VII: CAPS ON DAMAGES AND OTHER LITTLE GEMS

In addition to the problems already addressed in earlier postings, there are some smaller, yet still very important, problems that need to be addressed before the Senate votes on the final version of S. 372.

Caps:  For the first time a Congressional Committee has recommended that caps be placed on the amount of compensatory damages in a law designed to protect federal employee whistleblowers. See Section117 (a)(5)(C)(ii)(I) (Page 33).

These caps set a very bad precedent for whistleblower laws.  No current federal whistleblower law has a cap on compensatory damages.

Under the law compensatory damages must be proven – they are not like punitive damages, which are designed to punish a wrongdoer.  Instead, they are part of the “make whole” remedy, and are designed to compensate employees for actual and proven losses for emotional distress, loss of reputation, physical injuries and other demonstrable non-wage damages often suffered by a whistleblower.  

The key to all employment laws is the “make whole” idea that an employee should not suffer because he or she engaged in protected activity (i.e. made a disclosure, in the public interest, concerning waste, fraud or abuse).   Compensatory damages are designed to compensate an employee for actual and demonstrable harms.  If an employee can prove that he or she had more then $300,000.00 in compensatory damages, the employee should be entitled to obtain all of the relief he or she needs to be made whole.

The caps contained in S. 372 set a dangerous and bad precedent for all future whistleblower laws, and need to be removed from the bill before it is voted on by the Senate.

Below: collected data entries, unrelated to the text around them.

//! sqlx-backed connection provider.
//!
//! The routing core only sees the [`ConnectionProvider`] trait; this module
//! is the bundled implementation over database-specific sqlx pools (MySqlPool
//! and SqlitePool, both speaking the `?` placeholder dialect the statement
//! templates emit). Pools are created lazily so a router can be assembled at
//! startup without touching the network.

use std::str::FromStr;
use std::time::Duration;

use async_trait::async_trait;
use sqlx::mysql::{
    MySqlArguments, MySqlConnectOptions, MySqlPoolOptions, MySqlRow, MySqlTypeInfo, MySqlValueRef,
};
use sqlx::pool::PoolConnection;
use sqlx::sqlite::{SqliteArguments, SqliteConnectOptions, SqlitePoolOptions, SqliteRow};
use sqlx::{Column, Decode, MySql, MySqlPool, Row as _, Sqlite, SqlitePool, Type, TypeInfo};
use tracing::debug;

use crate::config::{DatabaseKind, ProviderSpec, RouterConfig};
use crate::db::provider::{Connection, ConnectionProvider};
use crate::db::router::DataSourceRouter;
use crate::error::{DalError, DalResult};
use crate::models::{Row, Value};

/// Database-specific connection pool.
#[derive(Debug, Clone)]
pub enum DbPool {
    MySql(MySqlPool),
    Sqlite(SqlitePool),
}

impl DbPool {
    /// Close the connection pool.
    pub async fn close(&self) {
        match self {
            DbPool::MySql(pool) => pool.close().await,
            DbPool::Sqlite(pool) => pool.close().await,
        }
    }
}

/// [`ConnectionProvider`] over a lazily-created sqlx pool.
#[derive(Debug, Clone)]
pub struct SqlxProvider {
    pool: DbPool,
}

impl SqlxProvider {
    /// Build the pool for a provider spec. Lazy: the first checkout opens
    /// the first physical connection.
    pub fn connect(spec: &ProviderSpec) -> DalResult<Self> {
        let pool_opts = &spec.pool;
        let acquire_timeout = Duration::from_secs(pool_opts.acquire_timeout_or_default());
        let idle_timeout = Some(Duration::from_secs(pool_opts.idle_timeout_or_default()));

        let pool = match spec.kind {
            DatabaseKind::MySql => {
                let options = MySqlConnectOptions::from_str(&spec.url)
                    .map_err(|e| {
                        DalError::connection(format!("Invalid MySQL connection URL: {}", e))
                    })?
                    .charset("utf8mb4");
                DbPool::MySql(
                    MySqlPoolOptions::new()
                        .min_connections(pool_opts.min_connections_or_default())
                        .max_connections(pool_opts.max_connections_or_default(false))
                        .acquire_timeout(acquire_timeout)
                        .idle_timeout(idle_timeout)
                        .test_before_acquire(pool_opts.test_before_acquire_or_default())
                        .connect_lazy_with(options),
                )
            }
            DatabaseKind::Sqlite => {
                let options = SqliteConnectOptions::from_str(&spec.url)
                    .map_err(|e| {
                        DalError::connection(format!("Invalid SQLite connection URL: {}", e))
                    })?
                    .create_if_missing(true);
                DbPool::Sqlite(
                    SqlitePoolOptions::new()
                        .min_connections(pool_opts.min_connections_or_default())
                        .max_connections(pool_opts.max_connections_or_default(true))
                        .acquire_timeout(acquire_timeout)
                        .idle_timeout(idle_timeout)
                        .test_before_acquire(pool_opts.test_before_acquire_or_default())
                        .connect_lazy_with(options),
                )
            }
        };
        debug!(routing_key = %spec.key, url = %spec.masked_url(), "Created provider pool");
        Ok(Self { pool })
    }
}

#[async_trait]
impl ConnectionProvider for SqlxProvider {
    async fn acquire(&self) -> DalResult<Box<dyn Connection>> {
        match &self.pool {
            DbPool::MySql(pool) => Ok(Box::new(PooledConn::MySql(pool.acquire().await?))),
            DbPool::Sqlite(pool) => Ok(Box::new(PooledConn::Sqlite(pool.acquire().await?))),
        }
    }

    async fn shutdown(&self) {
        self.pool.close().await;
    }
}

/// Build a router whose providers are all sqlx-backed, from one config.
pub fn build_router(config: RouterConfig) -> DalResult<DataSourceRouter> {
    let mut builder = DataSourceRouter::builder();
    for spec in &config.providers {
        builder = builder.provider(spec.key.clone(), SqlxProvider::connect(spec)?);
    }
    for (master, slaves) in &config.replicas {
        builder = builder.replicas(master.clone(), slaves.clone());
    }
    if let Some(key) = config.default_key {
        builder = builder.default_key(key);
    }
    builder.build()
}

/// One checked-out physical connection.
enum PooledConn {
    MySql(PoolConnection<MySql>),
    Sqlite(PoolConnection<Sqlite>),
}

#[async_trait]
impl Connection for PooledConn {
    async fn execute(&mut self, sql: &str, params: &[Value]) -> DalResult<u64> {
        match self {
            PooledConn::MySql(conn) => {
                let mut query = sqlx::query(sql);
                for param in params {
                    query = bind_mysql(query, param);
                }
                Ok(query.execute(&mut **conn).await?.rows_affected())
            }
            PooledConn::Sqlite(conn) => {
                let mut query = sqlx::query(sql);
                for param in params {
                    query = bind_sqlite(query, param);
                }
                Ok(query.execute(&mut **conn).await?.rows_affected())
            }
        }
    }

    async fn execute_returning_key(&mut self, sql: &str, params: &[Value]) -> DalResult<i64> {
        match self {
            PooledConn::MySql(conn) => {
                let mut query = sqlx::query(sql);
                for param in params {
                    query = bind_mysql(query, param);
                }
                let result = query.execute(&mut **conn).await?;
                Ok(result.last_insert_id() as i64)
            }
            PooledConn::Sqlite(conn) => {
                let mut query = sqlx::query(sql);
                for param in params {
                    query = bind_sqlite(query, param);
                }
                let result = query.execute(&mut **conn).await?;
                Ok(result.last_insert_rowid())
            }
        }
    }

    async fn execute_batch(&mut self, sql: &str, param_sets: &[Vec<Value>]) -> DalResult<Vec<u64>> {
        let mut counts = Vec::with_capacity(param_sets.len());
        for params in param_sets {
            counts.push(self.execute(sql, params).await?);
        }
        Ok(counts)
    }

    async fn execute_batch_returning_keys(
        &mut self,
        sql: &str,
        param_sets: &[Vec<Value>],
    ) -> DalResult<Vec<i64>> {
        let mut keys = Vec::with_capacity(param_sets.len());
        for params in param_sets {
            keys.push(self.execute_returning_key(sql, params).await?);
        }
        Ok(keys)
    }

    async fn query(&mut self, sql: &str, params: &[Value]) -> DalResult<Vec<Row>> {
        match self {
            PooledConn::MySql(conn) => {
                let mut query = sqlx::query(sql);
                for param in params {
                    query = bind_mysql(query, param);
                }
                let rows = query.fetch_all(&mut **conn).await?;
                rows.iter().map(decode_mysql_row).collect()
            }
            PooledConn::Sqlite(conn) => {
                let mut query = sqlx::query(sql);
                for param in params {
                    query = bind_sqlite(query, param);
                }
                let rows = query.fetch_all(&mut **conn).await?;
                rows.iter().map(decode_sqlite_row).collect()
            }
        }
    }
}

/// Bind a parameter to a MySQL query.
fn bind_mysql<'q>(
    query: sqlx::query::Query<'q, MySql, MySqlArguments>,
    param: &'q Value,
) -> sqlx::query::Query<'q, MySql, MySqlArguments> {
    match param {
        Value::Null => query.bind(None::<String>),
        Value::Bool(v) => query.bind(*v),
        Value::Int(v) => query.bind(*v),
        Value::Float(v) => query.bind(*v),
        Value::String(v) => query.bind(v.as_str()),
        Value::Bytes(v) => query.bind(v.as_slice()),
    }
}

/// Bind a parameter to a SQLite query.
fn bind_sqlite<'q>(
    query: sqlx::query::Query<'q, Sqlite, SqliteArguments<'q>>,
    param: &'q Value,
) -> sqlx::query::Query<'q, Sqlite, SqliteArguments<'q>> {
    match param {
        Value::Null => query.bind(None::<String>),
        Value::Bool(v) => query.bind(*v),
        Value::Int(v) => query.bind(*v),
        Value::Float(v) => query.bind(*v),
        Value::String(v) => query.bind(v.as_str()),
        Value::Bytes(v) => query.bind(v.as_slice()),
    }
}

/// Wrapper type for raw DECIMAL/NUMERIC values as strings. Preserves the
/// exact database representation.
#[derive(Debug)]
struct RawDecimal(String);

impl Type<MySql> for RawDecimal {
    fn type_info() -> MySqlTypeInfo {
        <String as Type<MySql>>::type_info()
    }

    fn compatible(ty: &MySqlTypeInfo) -> bool {
        let name = ty.name().to_lowercase();
        name.contains("decimal") || name.contains("numeric")
    }
}

impl<'r> Decode<'r, MySql> for RawDecimal {
    fn decode(value: MySqlValueRef<'r>) -> Result<Self, sqlx::error::BoxDynError> {
        let s = <&str as Decode<MySql>>::decode(value)?;
        Ok(RawDecimal(s.to_string()))
    }
}

fn decode_mysql_row(row: &MySqlRow) -> DalResult<Row> {
    let mut columns = Vec::with_capacity(row.columns().len());
    let mut values = Vec::with_capacity(row.columns().len());
    for (i, column) in row.columns().iter().enumerate() {
        columns.push(column.name().to_string());
        values.push(decode_mysql_value(row, i, column.type_info().name())?);
    }
    Ok(Row::new(columns, values))
}

fn decode_mysql_value(row: &MySqlRow, index: usize, type_name: &str) -> DalResult<Value> {
    let lower = type_name.to_lowercase();
    let value = if lower.contains("decimal") || lower.contains("numeric") {
        row.try_get::<Option<RawDecimal>, _>(index)?
            .map(|raw| Value::String(raw.0))
    } else if lower.contains("unsigned") {
        row.try_get::<Option<u64>, _>(index)?
            .map(|v| Value::Int(v as i64))
    } else if lower.contains("int") || lower == "year" {
        row.try_get::<Option<i64>, _>(index)?.map(Value::Int)
    } else if lower == "float" {
        row.try_get::<Option<f32>, _>(index)?
            .map(|v| Value::Float(v as f64))
    } else if lower == "double" {
        row.try_get::<Option<f64>, _>(index)?.map(Value::Float)
    } else if lower == "boolean" || lower == "bool" {
        row.try_get::<Option<bool>, _>(index)?.map(Value::Bool)
    } else if lower == "datetime" || lower == "timestamp" {
        row.try_get::<Option<chrono::NaiveDateTime>, _>(index)?
            .map(|v| Value::String(v.to_string()))
    } else if lower == "date" {
        row.try_get::<Option<chrono::NaiveDate>, _>(index)?
            .map(|v| Value::String(v.to_string()))
    } else if lower == "time" {
        row.try_get::<Option<chrono::NaiveTime>, _>(index)?
            .map(|v| Value::String(v.to_string()))
    } else if lower.contains("blob") || lower.contains("binary") {
        row.try_get::<Option<Vec<u8>>, _>(index)?.map(Value::Bytes)
    } else {
        row.try_get::<Option<String>, _>(index)?.map(Value::String)
    };
    Ok(value.unwrap_or(Value::Null))
}

fn decode_sqlite_row(row: &SqliteRow) -> DalResult<Row> {
    let mut columns = Vec::with_capacity(row.columns().len());
    let mut values = Vec::with_capacity(row.columns().len());
    for (i, column) in row.columns().iter().enumerate() {
        columns.push(column.name().to_string());
        values.push(decode_sqlite_value(row, i, column.type_info().name())?);
    }
    Ok(Row::new(columns, values))
}

fn decode_sqlite_value(row: &SqliteRow, index: usize, type_name: &str) -> DalResult<Value> {
    let lower = type_name.to_lowercase();
    let value = if lower.contains("int") || lower == "numeric" {
        row.try_get::<Option<i64>, _>(index)?.map(Value::Int)
    } else if lower == "real" {
        row.try_get::<Option<f64>, _>(index)?.map(Value::Float)
    } else if lower == "boolean" || lower == "bool" {
        row.try_get::<Option<bool>, _>(index)?.map(Value::Bool)
    } else if lower == "blob" {
        row.try_get::<Option<Vec<u8>>, _>(index)?.map(Value::Bytes)
    } else {
        // TEXT, datetimes stored as text, NULL-typed expression columns.
        row.try_get::<Option<String>, _>(index)?.map(Value::String)
    };
    Ok(value.unwrap_or(Value::Null))
}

Burden of Proof:  Since the late 1980’s it became apparent to whistleblower supporters that the standard burden of proof in civil law cases was difficult for whistleblowers to meet.  The agency which employed the worker controlled access to most of the personnel information relevant to a case, many witnesses were either under the control of the agency, or were afraid to testify against their bosses at trial and the agency controlled the timing of the case (i.e. the agency could decide it wanted to get rid of the whistleblower, and then spend a year collecting negative information, and spring the termination decision on the employee only after it had carefully concocted a case).  Consequently, Congress changed the burden of proof under all of the modern whistleblower laws.  In order to justify the termination of a whistleblower, the agency would have to prove, by “clear and convincing evidence” that it would have made the same employment decision, even if the worker had never blown the whistle.  

S. 372 takes a major step backward on this issue.  The Senate Homeland Security Committee adopted the recommendation of the White House to abolish this burden of proof in any case in which an employee somehow gets into federal court.  See Section 117(a)(5)(C)(iii) (Page 33).  In other words, if the employee somehow jumps over each and every roadblock and files a claim in federal court, the employee will discover another painful fact:  their case is much harder to prove.  The burden on agencies to prove the termination was justified by clear and convincing evidence has been lifted and replaced with the lower standard of “preponderance of the evidence.”

Please see Professor Robert G. Vaughn’s testimony in front of the Senate for a more complete explanation of burdens of proof.

Appellate Review:  For years, as reflected in numerous public statements and comments/testimony before the relevant Committees, both the House and the Senate have recognized that it was a terrible mistake granting exclusive appellate review to a special federal court whose jurisdiction is primarily a review of trademark and copyright infringement cases.  This special court, known as the Federal Circuit, lacked any expertise in employment or labor disputes, and had no sympathy or understanding of whistleblower law.   Both the House and the Senate Committees reviewed the case precedent rendered by the Federal Circuit and concluded that granting this court exclusive jurisdiction over whistleblower claims was disastrous.  

Significantly, the Federal Circuit has exclusive control over only cases filed by federal employees.  All other whistleblower laws (and all other federal employment laws) are heard in normal appeals courts.

The Senate bill properly ends the Federal Circuit’s monopoly over appellate review.  However, the bill contains two provisions that could undermine this reform.  First, the bill permits the Office of Personnel Management to file appeals of federal whistleblower claims.  See Section 108(b).  OPM can file the appeal in the Federal Circuit.  Because of this loophole, employees may find themselves before the notoriously anti-whistleblower Federal Circuit, even though Congress had intended to break that Court’s monopoly.  

Second, there is a five-year sunset provision.  The problems with this sunset provision are explained below.

Sunset: The progressive features in the Senate bill that allow a whistleblower access to federal court (See Section 117(b)(1)) and all circuit review (See Section 108) have a five-year sunset provision.  This means that after five years the right to go to federal court and have any circuit review the case automatically disappears.  This makes no sense.  The record in the House and Senate Oversight Committees unquestionably supports the need for these two provisions and they should not be subjected to as sunset provision after five years. The sunset provisions could result in federal employees losing these two important procedural right five years after the bill is passed.

All of these problems must be fixed before the Senate votes on the final legislation.